Wiem, że już pisałam, że komosa ryżowa z bobem i prażonymi pestkami słonecznika to będzie ostatnia propozycja z bobem w tym sezonie. Ale udało mi się jeszcze upolować ładny bób, a Jamie Olivier swoją włoską książką zachęcił mnie do połączenia bobu, bakłażana i pistacji i stworzenia nowego przecudownego połączenia, do którego będę teraz wracać non-stop. Mam nadzieję więc, że jeszcze i Wam uda się kupić bób albo użyć mrożonego i przygotować pastę, którą dzisiaj dla Was przygotowałam, bo jest to jedna z najlepszych past na świecie – pasta z bobu, bakłażana i pistacji zaprasza :) Muszę przyznać, że w moim domu rzadko jadało się pistacje, więc nie są one moim pierwszym wyborem w kuchni, ale po ostatniej mojej małej obsesji na punkcie lodów pistacjowych i tej paście, czuję, że w najbliższym czasie pistacje na stałe wkroczą do mojej kuchni. Ta pasta z bobu, bakłażana i pistacji smakuje tak dobrze i smaki tych 3 składników tak ze sobą świetnie współgrają, że ta pasta jest wręcz uzależniająca. Bakłażan zapewnia lekko dymny posmak od pieczenia, bób nadaje mięsistości, a pistacje kremowości i chrupkości naraz. A razem to wszystko sprawia, że tej pasty po prostu trzeba spróbować. Polecam najbardziej na kanapki albo do naleśników (szczególnie gryczanych) :)

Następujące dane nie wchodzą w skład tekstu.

//! RFC 3986 reference resolution and relativization.
//!
//! Expansion and matching against a base URI need plain reference
//! resolution (section 5.2) and its inverse. Both work on a lightweight
//! component split; no URI validation happens here, the template layer
//! already constrains what can reach these functions.

/// Component view over a URI reference.
#[derive(Debug, Clone, Copy, PartialEq, Eq)]
struct Components<'a> {
    scheme: Option<&'a str>,
    authority: Option<&'a str>,
    path: &'a str,
    query: Option<&'a str>,
    fragment: Option<&'a str>,
}

fn valid_scheme(s: &str) -> bool {
    let mut chars = s.chars();
    chars.next().is_some_and(|c| c.is_ascii_alphabetic())
        && chars.all(|c| c.is_ascii_alphanumeric() || matches!(c, '+' | '-' | '.'))
}

fn split(uri: &str) -> Components<'_> {
    let (rest, fragment) = match uri.split_once('#') {
        Some((r, f)) => (r, Some(f)),
        None => (uri, None),
    };
    let (rest, query) = match rest.split_once('?') {
        Some((r, q)) => (r, Some(q)),
        None => (rest, None),
    };
    let (scheme, rest) = match rest.split_once(':') {
        Some((s, r)) if valid_scheme(s) => (Some(s), r),
        _ => (None, rest),
    };
    let (authority, path) = match rest.strip_prefix("//") {
        Some(after) => {
            let end = after.find('/').unwrap_or(after.len());
            (Some(&after[..end]), &after[end..])
        }
        None => (None, rest),
    };
    Components { scheme, authority, path, query, fragment }
}

fn recompose(c: &Components<'_>) -> String {
    let mut out = String::new();
    if let Some(scheme) = c.scheme {
        out.push_str(scheme);
        out.push(':');
    }
    if let Some(authority) = c.authority {
        out.push_str("//");
        out.push_str(authority);
    }
    out.push_str(c.path);
    if let Some(query) = c.query {
        out.push('?');
        out.push_str(query);
    }
    if let Some(fragment) = c.fragment {
        out.push('#');
        out.push_str(fragment);
    }
    out
}

/// Whether `uri` is an absolute URI reference (carries a scheme).
pub(crate) fn is_absolute(uri: &str) -> bool {
    split(uri).scheme.is_some()
}

fn pop_segment(out: &mut String) {
    let cut = out.rfind('/').unwrap_or(0);
    out.truncate(cut);
}

/// RFC 3986 section 5.2.4.
fn remove_dot_segments(path: &str) -> String {
    let mut input = path;
    let mut out = String::new();
    while !input.is_empty() {
        if let Some(rest) = input.strip_prefix("../") {
            input = rest;
        } else if let Some(rest) = input.strip_prefix("./") {
            input = rest;
        } else if input.starts_with("/./") {
            input = &input[2..];
        } else if input == "/." {
            input = "/";
        } else if input.starts_with("/../") {
            input = &input[3..];
            pop_segment(&mut out);
        } else if input == "/.." {
            input = "/";
            pop_segment(&mut out);
        } else if input == "." || input == ".." {
            input = "";
        } else {
            // Move the first segment, with its leading slash if any.
            let skip = usize::from(input.starts_with('/'));
            let end = input[skip..].find('/').map_or(input.len(), |i| i + skip);
            out.push_str(&input[..end]);
            input = &input[end..];
        }
    }
    out
}

/// RFC 3986 section 5.2.3.
fn merge_paths(base: &Components<'_>, reference: &str) -> String {
    if base.authority.is_some() && base.path.is_empty() {
        return format!("/{reference}");
    }
    match base.path.rfind('/') {
        Some(cut) => format!("{}{reference}", &base.path[..=cut]),
        None => reference.to_owned(),
    }
}

/// Resolves `reference` against the absolute URI `base`
/// (RFC 3986 section 5.2.2).
pub(crate) fn resolve(base: &str, reference: &str) -> String {
    let base = split(base);
    let r = split(reference);

    if r.scheme.is_some() {
        let path = remove_dot_segments(r.path);
        return recompose(&Components {
            scheme: r.scheme,
            authority: r.authority,
            path: &path,
            query: r.query,
            fragment: r.fragment,
        });
    }
    if r.authority.is_some() {
        let path = remove_dot_segments(r.path);
        return recompose(&Components {
            scheme: base.scheme,
            authority: r.authority,
            path: &path,
            query: r.query,
            fragment: r.fragment,
        });
    }
    if r.path.is_empty() {
        return recompose(&Components {
            scheme: base.scheme,
            authority: base.authority,
            path: base.path,
            query: r.query.or(base.query),
            fragment: r.fragment,
        });
    }
    let path = if r.path.starts_with('/') {
        remove_dot_segments(r.path)
    } else {
        remove_dot_segments(&merge_paths(&base, r.path))
    };
    recompose(&Components {
        scheme: base.scheme,
        authority: base.authority,
        path: &path,
        query: r.query,
        fragment: r.fragment,
    })
}

/// Rewrites the absolute URI `target` as a reference relative to the
/// absolute URI `base`. Falls back to `target` itself when the two do
/// not share a scheme and authority.
pub(crate) fn make_relative(base: &str, target: &str) -> String {
    let b = split(base);
    let t = split(target);
    if b.scheme != t.scheme || b.authority != t.authority {
        return target.to_owned();
    }

    let mut out = String::new();
    if b.path != t.path {
        let base_segs: Vec<&str> = b.path.split('/').collect();
        let tgt_segs: Vec<&str> = t.path.split('/').collect();
        let base_dir = &base_segs[..base_segs.len().saturating_sub(1)];
        let tgt_dir = &tgt_segs[..tgt_segs.len().saturating_sub(1)];
        let common = base_dir
            .iter()
            .zip(tgt_dir)
            .take_while(|(a, b)| a == b)
            .count();
        for _ in common..base_dir.len() {
            out.push_str("../");
        }
        for seg in &tgt_dir[common..] {
            out.push_str(seg);
            out.push('/');
        }
        if let Some(file) = tgt_segs.last() {
            out.push_str(file);
        }
        if !out.is_empty() && split(&out).scheme.is_some() {
            // A colon in the first segment would read as a scheme.
            out.insert_str(0, "./");
        }
    }
    if out.is_empty() && t.query.is_none() {
        // An empty path reference would inherit the base query, so name
        // the target's own last segment instead.
        match t.path.rsplit('/').next() {
            Some(file) if !file.is_empty() => out.push_str(file),
            _ => out.push_str("./"),
        }
    }
    if let Some(query) = t.query {
        out.push('?');
        out.push_str(query);
    }
    if let Some(fragment) = t.fragment {
        out.push('#');
        out.push_str(fragment);
    }
    out
}

#[cfg(test)]
mod tests {
    use super::*;

    const BASE: &str = "http://a/b/c/d;p?q";

    #[test]
    fn splits_full_uri() {
        let c = split("http://example.com/a/b?x=1#top");
        assert_eq!(c.scheme, Some("http"));
        assert_eq!(c.authority, Some("example.com"));
        assert_eq!(c.path, "/a/b");
        assert_eq!(c.query, Some("x=1"));
        assert_eq!(c.fragment, Some("top"));
    }

    #[test]
    fn relative_reference_has_no_scheme() {
        assert!(!is_absolute("/a/b"));
        assert!(!is_absolute("./g:h"));
        assert!(is_absolute("urn:example:animal"));
    }

    #[test]
    fn normal_resolution_examples() {
        // RFC 3986 section 5.4.1
        for (reference, expected) in [
            ("g", "http://a/b/c/g"),
            ("./g", "http://a/b/c/g"),
            ("g/", "http://a/b/c/g/"),
            ("/g", "http://a/g"),
            ("//g", "http://g"),
            ("?y", "http://a/b/c/d;p?y"),
            ("g?y", "http://a/b/c/g?y"),
            ("#s", "http://a/b/c/d;p?q#s"),
            ("g#s", "http://a/b/c/g#s"),
            ("", "http://a/b/c/d;p?q"),
            (".", "http://a/b/c/"),
            ("./", "http://a/b/c/"),
            ("..", "http://a/b/"),
            ("../", "http://a/b/"),
            ("../g", "http://a/b/g"),
            ("../..", "http://a/"),
            ("../../g", "http://a/g"),
        ] {
            assert_eq!(resolve(BASE, reference), expected, "resolving {reference:?}");
        }
    }

    #[test]
    fn abnormal_resolution_examples() {
        // RFC 3986 section 5.4.2
        for (reference, expected) in [
            ("../../../g", "http://a/g"),
            ("../../../../g", "http://a/g"),
            ("/./g", "http://a/g"),
            ("/../g", "http://a/g"),
            ("g.", "http://a/b/c/g."),
            (".g", "http://a/b/c/.g"),
            ("g..", "http://a/b/c/g.."),
            ("..g", "http://a/b/c/..g"),
        ] {
            assert_eq!(resolve(BASE, reference), expected, "resolving {reference:?}");
        }
    }

    #[test]
    fn absolute_reference_wins() {
        assert_eq!(resolve(BASE, "https://x/y"), "https://x/y");
    }

    #[test]
    fn relativize_sibling() {
        assert_eq!(make_relative("http://a/b/c/d", "http://a/b/c/g"), "g");
    }

    #[test]
    fn relativize_descends_and_climbs() {
        assert_eq!(make_relative("http://a/b/c/d", "http://a/b/x/y"), "../x/y");
        assert_eq!(make_relative("http://a/b/c/d", "http://a/b/c/g/h"), "g/h");
    }

    #[test]
    fn relativize_same_uri_names_last_segment() {
        assert_eq!(make_relative("http://a/b/c", "http://a/b/c"), "c");
        assert_eq!(make_relative("http://a/b/", "http://a/b/"), "./");
    }

    #[test]
    fn relativize_keeps_query_and_fragment() {
        assert_eq!(
            make_relative("http://a/b/c", "http://a/b/g?x=1#top"),
            "g?x=1#top"
        );
    }

    #[test]
    fn relativize_cross_authority_stays_absolute() {
        assert_eq!(make_relative("http://a/b", "http://z/b"), "http://z/b");
    }

    #[test]
    fn relativize_round_trips_through_resolve() {
        let base = "http://a/b/c/d?q";
        for target in [
            "http://a/b/c/g",
            "http://a/x",
            "http://a/b/c/d?other",
            "http://a/b/c/d?q#frag",
        ] {
            let relative = make_relative(base, target);
            assert_eq!(resolve(base, &relative), target, "via {relative:?}");
        }
    }
}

Pasta z bobu, bakłażana i pistacji
(1 miseczka)
~ 1 bakłażan (400 g)
~ 250 g niełuskanego bobu
~ 40 g pistacji niesolonych
~ sól, pieprz
~ sok z 1/2 małej cytryny
~ 1 łyżka oliwy
Piekarnik rozgrzewamy do 200 stopni.
Bakłażana kroimy na 4 grube plastry, układamy na blaszce wyłożonej papierem do pieczenia, smarujemy oliwą i pieczemy w dobrze rozgrzanym piekarniku ok. 30 minut, aż bakłażan zrobi się miękki, a skórka mocno zarumieni (może nawet lekko sczernieć). Wyjmujemy i lekko studzimy.
Bób obieramy i gotujemy do miękkości (ok. 6 minut). Studzimy.
Do miski wrzucamy bób i bakłażana. Miksujemy blenderem niedbale do połączenia (nie musi być super dokładnie). Dodajemy posiekane pistacje, sok z cytryny, sól i pieprz. Dokładnie mieszamy.
Podajemy do kanapek (bardzo dobrze smakuje posypana parmezanem!) albo do naleśników. Smacznego :)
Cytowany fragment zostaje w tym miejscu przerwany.